Five years ago: President Barack Obama opened the first visit by a U.S. president in nearly half a century to Malaysia, the third stop on his weeklong goodwill trip through Asia. A British helicopter crashed in southern Afghanistan, killing five NATO troops.

One year ago: Bill Cosby was convicted of drugging and molesting Temple University employee Andrea Constand at his suburban Philadelphia mansion in 2004; it was the first big celebrity trial of the (hash)MeToo era and completed the spectacular downfall of a comedian who broke racial barriers on his way to TV superstardom. (Cosby was later sentenced to three to 10 years in prison.) Mike Pompeo was sworn in as secretary of state, minutes after being confirmed by the Senate; he then flew immediately to Brussels for meetings at NATO headquarters.
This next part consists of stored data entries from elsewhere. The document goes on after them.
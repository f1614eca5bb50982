use std::path::PathBuf;
use std::{env, fs};

use log::{info, warn};
use serde::Deserialize;
use solarflow2mqtt::{
    control_config::ControllerConfig, device::DeviceIdentity, mqtt_config::MqttConfig,
};

#[derive(Clone, Debug, Default, Deserialize)]
pub struct Config {
    #[serde(default)]
    pub device: DeviceIdentity,
    #[serde(default)]
    pub mqtt: MqttConfig,
    #[serde(default)]
    pub controller: ControllerConfig,
}

impl Config {
    pub fn is_valid(&self) -> bool {
        self.device.is_valid() && self.mqtt.is_valid() && self.controller.is_valid()
    }

    /// `$SOLARFLOW_CONFIG` if set, else `config.toml` in the working directory, else next
    /// to the executable.
    fn path() -> PathBuf {
        if let Ok(path) = env::var("SOLARFLOW_CONFIG") {
            return PathBuf::from(path);
        }
        let path = PathBuf::from("config.toml");
        if path.exists() {
            return path;
        }
        info!("config.toml does not exist in working directory. Trying relative path");
        match env::current_exe() {
            Ok(mut exe) => {
                exe.pop();
                exe.push("config.toml");
                exe
            }
            Err(_) => path,
        }
    }

    pub fn load() -> Config {
        // parse config from TOML file if present
        let path = Self::path();
        info!("loading configuration from {}", path.display());
        let contents = match fs::read_to_string(&path) {
            Ok(contents) => contents,
            Err(e) => {
                warn!("Could not read {}: {e}", path.display());
                "".into()
            }
        };
        let mut config = match toml::from_str::<Config>(&contents) {
            Ok(config) => config,
            Err(e) => {
                warn!("toml config unparsable: {e}");
                Config::default()
            }
        };
        config.apply_env(|key| env::var(key).ok());
        config
    }

    /// Overwrites config values with environment variables that are set.
    fn apply_env(&mut self, var: impl Fn(&str) -> Option<String>) {
        // $MQTT_BROKER_HOST
        if let Some(host) = var("MQTT_BROKER_HOST") {
            self.mqtt.host = host;
        }
        // $MQTT_PORT (optional)
        if let Some(port) = var("MQTT_PORT") {
            match port.parse() {
                Ok(port) => self.mqtt.port = Some(port),
                Err(e) => warn!("ignoring MQTT_PORT={port}: {e}"),
            }
        }
        // $MQTT_USERNAME (optional)
        if let Some(username) = var("MQTT_USERNAME") {
            self.mqtt.username = Some(username);
        }
        // $MQTT_PASSWORD (optional)
        if let Some(password) = var("MQTT_PASSWORD") {
            self.mqtt.password = Some(password);
        }
        // $SOLARFLOW_TOPIC_PREFIX
        if let Some(prefix) = var("SOLARFLOW_TOPIC_PREFIX") {
            self.device.topic_prefix = prefix;
        }
        // $SOLARFLOW_DEVICE_ID
        if let Some(device_id) = var("SOLARFLOW_DEVICE_ID") {
            self.device.device_id = device_id;
        }
    }
}
/*
SPDX-License-Identifier: MPL-2.0
SPDX-FileCopyrightText: © 2023-2026 Bruce D'Arcus
*/

mod common;
use common::*;

use cite_core::CitationStandard;
use cite_processor::io::load_records;
use cite_processor::{format_citations, ProcessorError};

#[test]
fn test_yaml_fixture_matches_builders() {
    let records =
        load_records(&fixture_path("records.yaml")).expect("records fixture should parse");
    assert_eq!(records, all_records());
}

#[test]
fn test_json_fixture_matches_builders() {
    let records =
        load_records(&fixture_path("records.json")).expect("records fixture should parse");
    assert_eq!(records, all_records());
}

#[test]
fn test_json_fixture_formats_under_apa() {
    let records = load_records(&fixture_path("records.json")).unwrap();
    let citations = format_citations(CitationStandard::Apa, &records).unwrap();
    assert_eq!(citations, vec![APA_JOURNAL_ARTICLE, APA_BOOK]);
}

#[test]
fn test_missing_file() {
    let err = load_records(&fixture_path("missing.yaml")).unwrap_err();
    assert!(matches!(err, ProcessorError::Io(_)));
}

#[test]
fn test_yaml_rejects_invalid_utf8() {
    // The title holds a lone 0xFF byte.
    let err = load_records(&fixture_path("invalid-utf8.yaml")).unwrap_err();
    match err {
        ProcessorError::ParseError(format, message) => {
            assert_eq!(format, "YAML");
            assert!(message.contains("invalid utf-8"), "{message}");
        }
        other => panic!("unexpected error: {other}"),
    }
}
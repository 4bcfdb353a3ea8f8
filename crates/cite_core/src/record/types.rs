/*
SPDX-License-Identifier: MPL-2.0
SPDX-FileCopyrightText: © 2023-2026 Bruce D'Arcus
*/

use serde::{Deserialize, Serialize};

use crate::error::ValidationError;
use crate::macros::builder_setters;
use crate::record::RecordKind;

fn required<T>(
    kind: RecordKind,
    field: &'static str,
    value: Option<T>,
) -> Result<T, ValidationError> {
    value.ok_or(ValidationError::MissingField { kind, field })
}

fn positive(
    kind: RecordKind,
    field: &'static str,
    value: Option<i64>,
) -> Result<u32, ValidationError> {
    let value = required(kind, field, value)?;
    if value <= 0 {
        return Err(ValidationError::NotPositive { kind, field, value });
    }
    u32::try_from(value).map_err(|_| ValidationError::OutOfRange { kind, field, value })
}

/// A book.
///
/// ```
/// use cite_core::Book;
///
/// let book = Book::builder()
///     .authors("Иванов И.М., Петров С.Н.")
///     .title("Наука как искусство")
///     .edition("3-е")
///     .city("СПб.")
///     .publishing_house("Просвещение")
///     .year(2020)
///     .pages(999)
///     .build()
///     .unwrap();
/// assert_eq!(book.edition(), Some("3-е"));
/// ```
#[derive(Debug, Clone, PartialEq, Eq, Serialize, Deserialize)]
#[serde(try_from = "BookBuilder")]
pub struct Book {
    authors: String,
    title: String,
    #[serde(skip_serializing_if = "Option::is_none")]
    edition: Option<String>,
    city: String,
    publishing_house: String,
    year: u32,
    pages: u32,
}

impl Book {
    pub fn builder() -> BookBuilder {
        BookBuilder::default()
    }

    pub fn authors(&self) -> &str {
        &self.authors
    }

    pub fn title(&self) -> &str {
        &self.title
    }

    /// Edition statement, e.g. `3-е`. Optional.
    pub fn edition(&self) -> Option<&str> {
        self.edition.as_deref()
    }

    pub fn city(&self) -> &str {
        &self.city
    }

    pub fn publishing_house(&self) -> &str {
        &self.publishing_house
    }

    pub fn year(&self) -> u32 {
        self.year
    }

    pub fn pages(&self) -> u32 {
        self.pages
    }
}

/// Unvalidated fields of a [`Book`].
#[derive(Debug, Clone, Default, Deserialize)]
pub struct BookBuilder {
    authors: Option<String>,
    title: Option<String>,
    edition: Option<String>,
    city: Option<String>,
    publishing_house: Option<String>,
    year: Option<i64>,
    pages: Option<i64>,
}

impl BookBuilder {
    builder_setters! {
        authors: String,
        title: String,
        edition: String,
        city: String,
        publishing_house: String,
        year: i64,
        pages: i64,
    }

    pub fn build(self) -> Result<Book, ValidationError> {
        const KIND: RecordKind = RecordKind::Book;
        Ok(Book {
            authors: required(KIND, "authors", self.authors)?,
            title: required(KIND, "title", self.title)?,
            edition: self.edition,
            city: required(KIND, "city", self.city)?,
            publishing_house: required(KIND, "publishing_house", self.publishing_house)?,
            year: positive(KIND, "year", self.year)?,
            pages: positive(KIND, "pages", self.pages)?,
        })
    }
}

impl TryFrom<BookBuilder> for Book {
    type Error = ValidationError;

    fn try_from(builder: BookBuilder) -> Result<Self, Self::Error> {
        builder.build()
    }
}

/// A page on a website.
#[derive(Debug, Clone, PartialEq, Eq, Serialize, Deserialize)]
#[serde(try_from = "InternetResourceBuilder")]
pub struct InternetResource {
    article: String,
    website: String,
    link: String,
    access_date: String,
}

impl InternetResource {
    pub fn builder() -> InternetResourceBuilder {
        InternetResourceBuilder::default()
    }

    pub fn article(&self) -> &str {
        &self.article
    }

    pub fn website(&self) -> &str {
        &self.website
    }

    pub fn link(&self) -> &str {
        &self.link
    }

    /// Date the resource was accessed, kept as written (e.g. `01.01.2021`).
    pub fn access_date(&self) -> &str {
        &self.access_date
    }
}

/// Unvalidated fields of an [`InternetResource`].
#[derive(Debug, Clone, Default, Deserialize)]
pub struct InternetResourceBuilder {
    article: Option<String>,
    website: Option<String>,
    link: Option<String>,
    access_date: Option<String>,
}

impl InternetResourceBuilder {
    builder_setters! {
        article: String,
        website: String,
        link: String,
        access_date: String,
    }

    pub fn build(self) -> Result<InternetResource, ValidationError> {
        const KIND: RecordKind = RecordKind::InternetResource;
        Ok(InternetResource {
            article: required(KIND, "article", self.article)?,
            website: required(KIND, "website", self.website)?,
            link: required(KIND, "link", self.link)?,
            access_date: required(KIND, "access_date", self.access_date)?,
        })
    }
}

impl TryFrom<InternetResourceBuilder> for InternetResource {
    type Error = ValidationError;

    fn try_from(builder: InternetResourceBuilder) -> Result<Self, Self::Error> {
        builder.build()
    }
}

/// An article published in a collection of papers.
#[derive(Debug, Clone, PartialEq, Eq, Serialize, Deserialize)]
#[serde(try_from = "ArticlesCollectionBuilder")]
pub struct ArticlesCollection {
    authors: String,
    article_title: String,
    collection_title: String,
    city: String,
    publishing_house: String,
    year: u32,
    pages: String,
}

impl ArticlesCollection {
    pub fn builder() -> ArticlesCollectionBuilder {
        ArticlesCollectionBuilder::default()
    }

    pub fn authors(&self) -> &str {
        &self.authors
    }

    pub fn article_title(&self) -> &str {
        &self.article_title
    }

    pub fn collection_title(&self) -> &str {
        &self.collection_title
    }

    pub fn city(&self) -> &str {
        &self.city
    }

    pub fn publishing_house(&self) -> &str {
        &self.publishing_house
    }

    pub fn year(&self) -> u32 {
        self.year
    }

    /// Page range as free text, e.g. `25-30`.
    pub fn pages(&self) -> &str {
        &self.pages
    }
}

/// Unvalidated fields of an [`ArticlesCollection`].
#[derive(Debug, Clone, Default, Deserialize)]
pub struct ArticlesCollectionBuilder {
    authors: Option<String>,
    article_title: Option<String>,
    collection_title: Option<String>,
    city: Option<String>,
    publishing_house: Option<String>,
    year: Option<i64>,
    pages: Option<String>,
}

impl ArticlesCollectionBuilder {
    builder_setters! {
        authors: String,
        article_title: String,
        collection_title: String,
        city: String,
        publishing_house: String,
        year: i64,
        pages: String,
    }

    pub fn build(self) -> Result<ArticlesCollection, ValidationError> {
        const KIND: RecordKind = RecordKind::ArticlesCollection;
        Ok(ArticlesCollection {
            authors: required(KIND, "authors", self.authors)?,
            article_title: required(KIND, "article_title", self.article_title)?,
            collection_title: required(KIND, "collection_title", self.collection_title)?,
            city: required(KIND, "city", self.city)?,
            publishing_house: required(KIND, "publishing_house", self.publishing_house)?,
            year: positive(KIND, "year", self.year)?,
            pages: required(KIND, "pages", self.pages)?,
        })
    }
}

impl TryFrom<ArticlesCollectionBuilder> for ArticlesCollection {
    type Error = ValidationError;

    fn try_from(builder: ArticlesCollectionBuilder) -> Result<Self, Self::Error> {
        builder.build()
    }
}

/// A dissertation or its abstract.
#[derive(Debug, Clone, PartialEq, Eq, Serialize, Deserialize)]
#[serde(try_from = "DissertationBuilder")]
pub struct Dissertation {
    author: String,
    dissertation_title: String,
    degree: String,
    field: String,
    code: String,
    city: String,
    year: u32,
    pages: u32,
}

impl Dissertation {
    pub fn builder() -> DissertationBuilder {
        DissertationBuilder::default()
    }

    pub fn author(&self) -> &str {
        &self.author
    }

    pub fn dissertation_title(&self) -> &str {
        &self.dissertation_title
    }

    /// Academic degree, e.g. `канд.` or `д-р.`
    pub fn degree(&self) -> &str {
        &self.degree
    }

    /// Field of science, e.g. `экон.`
    pub fn field(&self) -> &str {
        &self.field
    }

    /// Specialty code, e.g. `01.01.01`.
    pub fn code(&self) -> &str {
        &self.code
    }

    pub fn city(&self) -> &str {
        &self.city
    }

    pub fn year(&self) -> u32 {
        self.year
    }

    pub fn pages(&self) -> u32 {
        self.pages
    }
}

/// Unvalidated fields of a [`Dissertation`].
#[derive(Debug, Clone, Default, Deserialize)]
pub struct DissertationBuilder {
    author: Option<String>,
    dissertation_title: Option<String>,
    degree: Option<String>,
    field: Option<String>,
    code: Option<String>,
    city: Option<String>,
    year: Option<i64>,
    pages: Option<i64>,
}

impl DissertationBuilder {
    builder_setters! {
        author: String,
        dissertation_title: String,
        degree: String,
        field: String,
        code: String,
        city: String,
        year: i64,
        pages: i64,
    }

    pub fn build(self) -> Result<Dissertation, ValidationError> {
        const KIND: RecordKind = RecordKind::Dissertation;
        Ok(Dissertation {
            author: required(KIND, "author", self.author)?,
            dissertation_title: required(KIND, "dissertation_title", self.dissertation_title)?,
            degree: required(KIND, "degree", self.degree)?,
            field: required(KIND, "field", self.field)?,
            code: required(KIND, "code", self.code)?,
            city: required(KIND, "city", self.city)?,
            year: positive(KIND, "year", self.year)?,
            pages: positive(KIND, "pages", self.pages)?,
        })
    }
}

impl TryFrom<DissertationBuilder> for Dissertation {
    type Error = ValidationError;

    fn try_from(builder: DissertationBuilder) -> Result<Self, Self::Error> {
        builder.build()
    }
}

/// An article from a journal issue.
#[derive(Debug, Clone, PartialEq, Eq, Serialize, Deserialize)]
#[serde(try_from = "JournalArticleBuilder")]
pub struct JournalArticle {
    authors: String,
    article_title: String,
    journal_name: String,
    city: String,
    year: u32,
    issue_number: u32,
    pages: String,
}

impl JournalArticle {
    pub fn builder() -> JournalArticleBuilder {
        JournalArticleBuilder::default()
    }

    pub fn authors(&self) -> &str {
        &self.authors
    }

    pub fn article_title(&self) -> &str {
        &self.article_title
    }

    pub fn journal_name(&self) -> &str {
        &self.journal_name
    }

    pub fn city(&self) -> &str {
        &self.city
    }

    pub fn year(&self) -> u32 {
        self.year
    }

    /// Issue number within the year (`N` in the source data).
    pub fn issue_number(&self) -> u32 {
        self.issue_number
    }

    /// Page range as free text, e.g. `25-30`.
    pub fn pages(&self) -> &str {
        &self.pages
    }
}

/// Unvalidated fields of a [`JournalArticle`].
///
/// Accepts `article_name` and `N` as aliases of `article_title` and
/// `issue_number` when deserializing.
#[derive(Debug, Clone, Default, Deserialize)]
pub struct JournalArticleBuilder {
    authors: Option<String>,
    #[serde(alias = "article_name")]
    article_title: Option<String>,
    journal_name: Option<String>,
    city: Option<String>,
    year: Option<i64>,
    #[serde(alias = "N")]
    issue_number: Option<i64>,
    pages: Option<String>,
}

impl JournalArticleBuilder {
    builder_setters! {
        authors: String,
        article_title: String,
        journal_name: String,
        city: String,
        year: i64,
        issue_number: i64,
        pages: String,
    }

    pub fn build(self) -> Result<JournalArticle, ValidationError> {
        const KIND: RecordKind = RecordKind::JournalArticle;
        Ok(JournalArticle {
            authors: required(KIND, "authors", self.authors)?,
            article_title: required(KIND, "article_title", self.article_title)?,
            journal_name: required(KIND, "journal_name", self.journal_name)?,
            city: required(KIND, "city", self.city)?,
            year: positive(KIND, "year", self.year)?,
            issue_number: positive(KIND, "issue_number", self.issue_number)?,
            pages: required(KIND, "pages", self.pages)?,
        })
    }
}

impl TryFrom<JournalArticleBuilder> for JournalArticle {
    type Error = ValidationError;

    fn try_from(builder: JournalArticleBuilder) -> Result<Self, Self::Error> {
        builder.build()
    }
}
President Donald Trump’s White House doctor, Ronny Jackson, withdrew his nomination to be Veterans Affairs secretary in the face of accusations of misconduct. Teachers in Arizona and Colorado converged on state capitols as they launched widespread walkouts in a bid for better pay and education funding. Four quarterbacks were chosen in the first 10 selections in the NFL draft, with the Cleveland Browns grabbing Heisman Trophy winner Baker Mayfield out of Oklahoma.